EXERCISE BRIEF> Every record must reappear in the answer exactly as given.
[[ DATASET CONTENT open ]]
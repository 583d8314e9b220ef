use async_trait::async_trait;

use crate::action::node_task::NodeTask;
use crate::action::recovery::{RecoverNodeAction, ReplaceNodeAction};
use crate::action::{ActionContext, ActionError, ActionLogic, AttributeSchema};
use crate::attribute::AttributeStore;
use crate::config::WardConfig;
use crate::scheduler::ConcurrentAction;
use crate::strategy::{ParallelAction, RollingAction};

/// The closed set of action variants.
pub enum ActionKind {
    Node(NodeTask),
    Rolling(RollingAction),
    Parallel(ParallelAction),
    Concurrent(ConcurrentAction),
    Replace(ReplaceNodeAction),
    Recover(RecoverNodeAction),
}

impl ActionKind {
    fn logic(&self) -> &dyn ActionLogic {
        match self {
            ActionKind::Node(a) => a,
            ActionKind::Rolling(a) => a,
            ActionKind::Parallel(a) => a,
            ActionKind::Concurrent(a) => a,
            ActionKind::Replace(a) => a,
            ActionKind::Recover(a) => a,
        }
    }

    fn logic_mut(&mut self) -> &mut dyn ActionLogic {
        match self {
            ActionKind::Node(a) => a,
            ActionKind::Rolling(a) => a,
            ActionKind::Parallel(a) => a,
            ActionKind::Concurrent(a) => a,
            ActionKind::Replace(a) => a,
            ActionKind::Recover(a) => a,
        }
    }
}

#[async_trait]
impl ActionLogic for ActionKind {
    fn kind_name(&self) -> &'static str {
        self.logic().kind_name()
    }

    fn label(&self) -> String {
        self.logic().label()
    }

    fn display_name(&self, attributes: &AttributeStore) -> String {
        self.logic().display_name(attributes)
    }

    fn initialize(&mut self, config: &WardConfig) -> crate::Result<()> {
        self.logic_mut().initialize(config)
    }

    fn schema(&self) -> AttributeSchema {
        self.logic().schema()
    }

    async fn run(&self, ctx: &ActionContext) -> Result<(), ActionError> {
        self.logic().run(ctx).await
    }
}

impl std::fmt::Debug for ActionKind {
    fn fmt(&self, f: &mut std::fmt::Formatter<'_>) -> std::fmt::Result {
        write!(f, "ActionKind::{}({})", self.kind_name(), self.label())
    }
}
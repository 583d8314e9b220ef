use crate::output::print_json;
use clap::Subcommand;
use std::path::Path;
use ward_core::config::WarnLevel;

#[derive(Subcommand)]
pub enum ConfigSubcommand {
    /// Check the config for errors and suspicious settings
    Validate,

    /// Print the effective config, defaults filled in
    Show,
}

pub fn run(config: Option<&Path>, subcmd: ConfigSubcommand, json: bool) -> anyhow::Result<()> {
    match subcmd {
        ConfigSubcommand::Validate => validate(config, json),
        ConfigSubcommand::Show => show(config, json),
    }
}

fn validate(config: Option<&Path>, json: bool) -> anyhow::Result<()> {
    let config = super::load_config(config)?;
    let warnings = config.validate();

    if json {
        print_json(&serde_json::json!({ "warnings": warnings }))?;
    } else if warnings.is_empty() {
        println!("Config is valid. No warnings.");
    } else {
        for w in &warnings {
            let prefix = match w.level {
                WarnLevel::Warning => "warning",
                WarnLevel::Error => "error",
            };
            println!("[{prefix}] {}", w.message);
        }
    }

    if warnings.iter().any(|w| w.level == WarnLevel::Error) {
        anyhow::bail!("config validation found errors");
    }
    Ok(())
}

fn show(config: Option<&Path>, json: bool) -> anyhow::Result<()> {
    let config = super::load_config(config)?;
    if json {
        print_json(&config)
    } else {
        print!("{}", serde_yaml::to_string(&config)?);
        Ok(())
    }
}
[[ DATASET CONTENT closed ]]
ANSWER SPACE>
repository 583d8314e9b220ef
use async_trait::async_trait;

use crate::action::node_task::NodeTask;
use crate::action::recovery::{RecoverNodeAction, ReplaceNodeAction};
use crate::action::{ActionContext, ActionError, ActionLogic, AttributeSchema};
use crate::attribute::AttributeStore;
use crate::config::WardConfig;
use crate::scheduler::ConcurrentAction;
use crate::strategy::{ParallelAction, RollingAction};

/// The closed set of action variants.
pub enum ActionKind {
    Node(NodeTask),
    Rolling(RollingAction),
    Parallel(ParallelAction),
    Concurrent(ConcurrentAction),
    Replace(ReplaceNodeAction),
    Recover(RecoverNodeAction),
}

impl ActionKind {
    fn logic(&self) -> &dyn ActionLogic {
        match self {
            ActionKind::Node(a) => a,
            ActionKind::Rolling(a) => a,
            ActionKind::Parallel(a) => a,
            ActionKind::Concurrent(a) => a,
            ActionKind::Replace(a) => a,
            ActionKind::Recover(a) => a,
        }
    }

    fn logic_mut(&mut self) -> &mut dyn ActionLogic {
        match self {
            ActionKind::Node(a) => a,
            ActionKind::Rolling(a) => a,
            ActionKind::Parallel(a) => a,
            ActionKind::Concurrent(a) => a,
            ActionKind::Replace(a) => a,
            ActionKind::Recover(a) => a,
        }
    }
}

#[async_trait]
impl ActionLogic for ActionKind {
    fn kind_name(&self) -> &'static str {
        self.logic().kind_name()
    }

    fn label(&self) -> String {
        self.logic().label()
    }

    fn display_name(&self, attributes: &AttributeStore) -> String {
        self.logic().display_name(attributes)
    }

    fn initialize(&mut self, config: &WardConfig) -> crate::Result<()> {
        self.logic_mut().initialize(config)
    }

    fn schema(&self) -> AttributeSchema {
        self.logic().schema()
    }

    async fn run(&self, ctx: &ActionContext) -> Result<(), ActionError> {
        self.logic().run(ctx).await
    }
}

impl std::fmt::Debug for ActionKind {
    fn fmt(&self, f: &mut std::fmt::Formatter<'_>) -> std::fmt::Result {
        write!(f, "ActionKind::{}({})", self.kind_name(), self.label())
    }
}
repository 583d8314e9b220ef
use crate::output::print_json;
use clap::Subcommand;
use std::path::Path;
use ward_core::config::WarnLevel;

#[derive(Subcommand)]
pub enum ConfigSubcommand {
    /// Check the config for errors and suspicious settings
    Validate,

    /// Print the effective config, defaults filled in
    Show,
}

pub fn run(config: Option<&Path>, subcmd: ConfigSubcommand, json: bool) -> anyhow::Result<()> {
    match subcmd {
        ConfigSubcommand::Validate => validate(config, json),
        ConfigSubcommand::Show => show(config, json),
    }
}

fn validate(config: Option<&Path>, json: bool) -> anyhow::Result<()> {
    let config = super::load_config(config)?;
    let warnings = config.validate();

    if json {
        print_json(&serde_json::json!({ "warnings": warnings }))?;
    } else if warnings.is_empty() {
        println!("Config is valid. No warnings.");
    } else {
        for w in &warnings {
            let prefix = match w.level {
                WarnLevel::Warning => "warning",
                WarnLevel::Error => "error",
            };
            println!("[{prefix}] {}", w.message);
        }
    }

    if warnings.iter().any(|w| w.level == WarnLevel::Error) {
        anyhow::bail!("config validation found errors");
    }
    Ok(())
}

fn show(config: Option<&Path>, json: bool) -> anyhow::Result<()> {
    let config = super::load_config(config)?;
    if json {
        print_json(&config)
    } else {
        print!("{}", serde_yaml::to_string(&config)?);
        Ok(())
    }
}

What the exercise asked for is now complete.